OVERLAND PARK, Kan. (BUSINESS WIRE), February 08, 2012 - Sprint Nextel Corp. (NYSE: S) today reported Adjusted OIBDA* of $842 million for the fourth quarter and nearly $5.1 billion for the full year 2011. Wireless service revenues for the fourth quarter increased more than 7 percent year-over-year, driven by Sprint platform postpaid ARPU growth of $3.69 – the largest year-over-year increase on record across the U.S. wireless industry. Strong revenue growth and cost management partially offset the impact of increased equipment net subsidies and sales expense associated with the successful launch of the iPhone®. Forty percent of Sprint’s 1.8 million iPhone sales in the fourth quarter were to new customers. Based on internal estimates, including incremental costs associated with iPhone sales, the combined impact of iPhone and Network Vision costs reduced fourth quarter Adjusted OIBDA* margin, which was 10.8 percent, by approximately 8.8 percentage points.
The company reported total net subscriber additions of 1.6 million during the fourth quarter of 2011 – the best quarterly result in six years – bringing total ending subscribers to the highest level in the company’s history. Total postpaid net additions of 161,000 for the fourth quarter represent the tenth consecutive quarter of year-over-year improvement and were driven by continued strength of the Sprint platform, which had net postpaid additions of 539,000. This is the seventh consecutive quarter of net postpaid subscriber growth on the Sprint platform.
Kind of disappointed by the 161,000 net postpaid adds. Was hoping to see north of 200,000. But they did add two more major cities to the initial lte launch list. Congrats if you're in Baltimore or Kansas City.
Looks like Hesse finally proves that if you have all the time in the world, you'll get things done. What about the part where they lose 1.3 billion dollars despite all this supposedly good news?
http://news.cnet.com/8301-1035_3-57373007-94/sprint-shows-customer-growth-posts-$1.3b-loss/
Kind of disappointed by the 161,000 net postpaid adds. Was hoping to see north of 200,000.
/shrug...What can ya do? The Sprint CDMA side did add over half a million postpaid subs. It's just that the boat anchor which is iDEN weighed them down by losing 378K postpaid subs. Quarterly postpaid additions and margins should show a marked improvement once iDEN is completely phased out.
*9,600 iden sites to be decommissioned by end of 2012.
*Most of the 3g phones sold since mid-2011 have 800mhz support built in.
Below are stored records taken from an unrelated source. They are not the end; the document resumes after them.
//! User operations on the ledger

use super::{take_id, Ledger};
use crate::{
    error::{AppError, AppResult},
    models::{
        user::{NewUser, UserPatch},
        User,
    },
};

impl Ledger {
    pub fn users_list(&self) -> &[User] {
        &self.users
    }

    pub fn users_get(&self, id: u32) -> AppResult<&User> {
        self.users
            .iter()
            .find(|u| u.id == id)
            .ok_or(AppError::UserNotFound(id))
    }

    pub fn users_exists(&self, id: u32) -> bool {
        self.users.iter().any(|u| u.id == id)
    }

    pub fn users_create(&mut self, data: NewUser) -> AppResult<User> {
        let user = User {
            id: take_id(&mut self.next_user_id, "user")?,
            name: data.name,
            cpf: data.cpf,
            age: data.age,
            level: data.level,
        };
        self.users.push(user.clone());
        Ok(user)
    }

    /// Overwrite the fields present in `patch`
    pub fn users_update(&mut self, id: u32, patch: UserPatch) -> AppResult<User> {
        let user = self
            .users
            .iter_mut()
            .find(|u| u.id == id)
            .ok_or(AppError::UserNotFound(id))?;

        if let Some(name) = patch.name {
            user.name = name;
        }
        if let Some(cpf) = patch.cpf {
            user.cpf = cpf;
        }
        if let Some(age) = patch.age {
            user.age = age;
        }
        if let Some(level) = patch.level {
            user.level = level;
        }
        Ok(user.clone())
    }

    /// Remove a user. Copies they borrowed keep pointing at the old id.
    pub fn users_delete(&mut self, id: u32) -> AppResult<User> {
        let index = self
            .users
            .iter()
            .position(|u| u.id == id)
            .ok_or(AppError::UserNotFound(id))?;
        Ok(self.users.remove(index))
    }
}
//! Configuration management for the Acervo server

use config::{Config, ConfigError, Environment, File};
use serde::Deserialize;
use std::env;

#[derive(Debug, Deserialize, Clone)]
pub struct ServerConfig {
    pub host: String,
    pub port: u16,
}

#[derive(Debug, Deserialize, Clone)]
pub struct LoggingConfig {
    pub level: String,
    /// `pretty` or `json`
    pub format: String,
}

#[derive(Debug, Deserialize, Clone)]
pub struct LedgerConfig {
    /// Install the demo users, library, title and copies at startup
    pub seed: bool,
}

#[derive(Debug, Deserialize, Clone, Default)]
pub struct AppConfig {
    #[serde(default)]
    pub server: ServerConfig,
    #[serde(default)]
    pub logging: LoggingConfig,
    #[serde(default)]
    pub ledger: LedgerConfig,
}

impl AppConfig {
    /// Load configuration from files and environment variables
    pub fn load() -> Result<Self, ConfigError> {
        let run_mode = env::var("RUN_MODE").unwrap_or_else(|_| "development".into());

        let config = Config::builder()
            .add_source(File::with_name("config/default").required(false))
            .add_source(File::with_name(&format!("config/{}", run_mode)).required(false))
            // Environment variables with prefix ACERVO_ (e.g. ACERVO_SERVER_PORT)
            .add_source(
                Environment::with_prefix("ACERVO")
                    .separator("_")
                    .try_parsing(true),
            )
            .set_override_option("server.port", env::var("PORT").ok())?
            .build()?;

        config.try_deserialize()
    }
}

impl Default for ServerConfig {
    fn default() -> Self {
        Self {
            host: "0.0.0.0".to_string(),
            port: 3000,
        }
    }
}

impl Default for LoggingConfig {
    fn default() -> Self {
        Self {
            level: "info".to_string(),
            format: "pretty".to_string(),
        }
    }
}

impl Default for LedgerConfig {
    fn default() -> Self {
        Self { seed: true }
    }
}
Side note: Hesse was very glad to tell the analysts on the call that 2011 was the first year that Sprint was able to start raising prices. And was happy to note that customer service credits were down about $1 billion from prior years.
Like I said before, if they thicken their coverage in the areas that they serve so that they don't need in-area roaming, therefore reducing their roaming bill from about $1B to about $300M, reduce their service credits, kick out the unprofitable customers, reduce their site rentals after shutting down IDEN, reduce their operating expenses from running IDEN, they will be a very sound company. They don't need to serve every corner of this country, they just need to serve the areas they sell their service to second to none. With a reasonable roaming allowance and reasonable roaming fees they can be a force to be reckoned with.
I think that in conjuction with Dish and or DirectTV they might even make an OTT play, just to get back on their former cable friends.
Keep on Doing what your Doing Mr Hesse.....Soon as iDen is gone, all legacy of that F*CK UP Gary Forsee will be wiped out and Sprint will be running completely under Hesse's Vision he will then have full control of Sprint future.
It will be good to be back to managing 1 Nationwide Network....Anyone with common sense this should serve as confirmation Sprint's the little engine that could!
And I like that Sprint is shedding more and more deadbeats which are more targeted for Boost and Virgin anyway which continue to have record low Prepaid Churn....
For the quarter, Sprint reported postpaid churn of 1.98 percent, compared to 1.86 percent for the year-ago period and 1.91 percent for the third quarter of 2011. Quarterly postpaid churn increased year-over-year and sequentially due to higher involuntary deactivations which occur when Sprint disconnects a customer due to lack of payment or violations of terms and conditions. This is a temporary increase, the majority of which was associated with pricing actions taken primarily through indirect channels. We tightened our credit standards during the third and fourth quarters to stem further impacts of these types of promotional activities.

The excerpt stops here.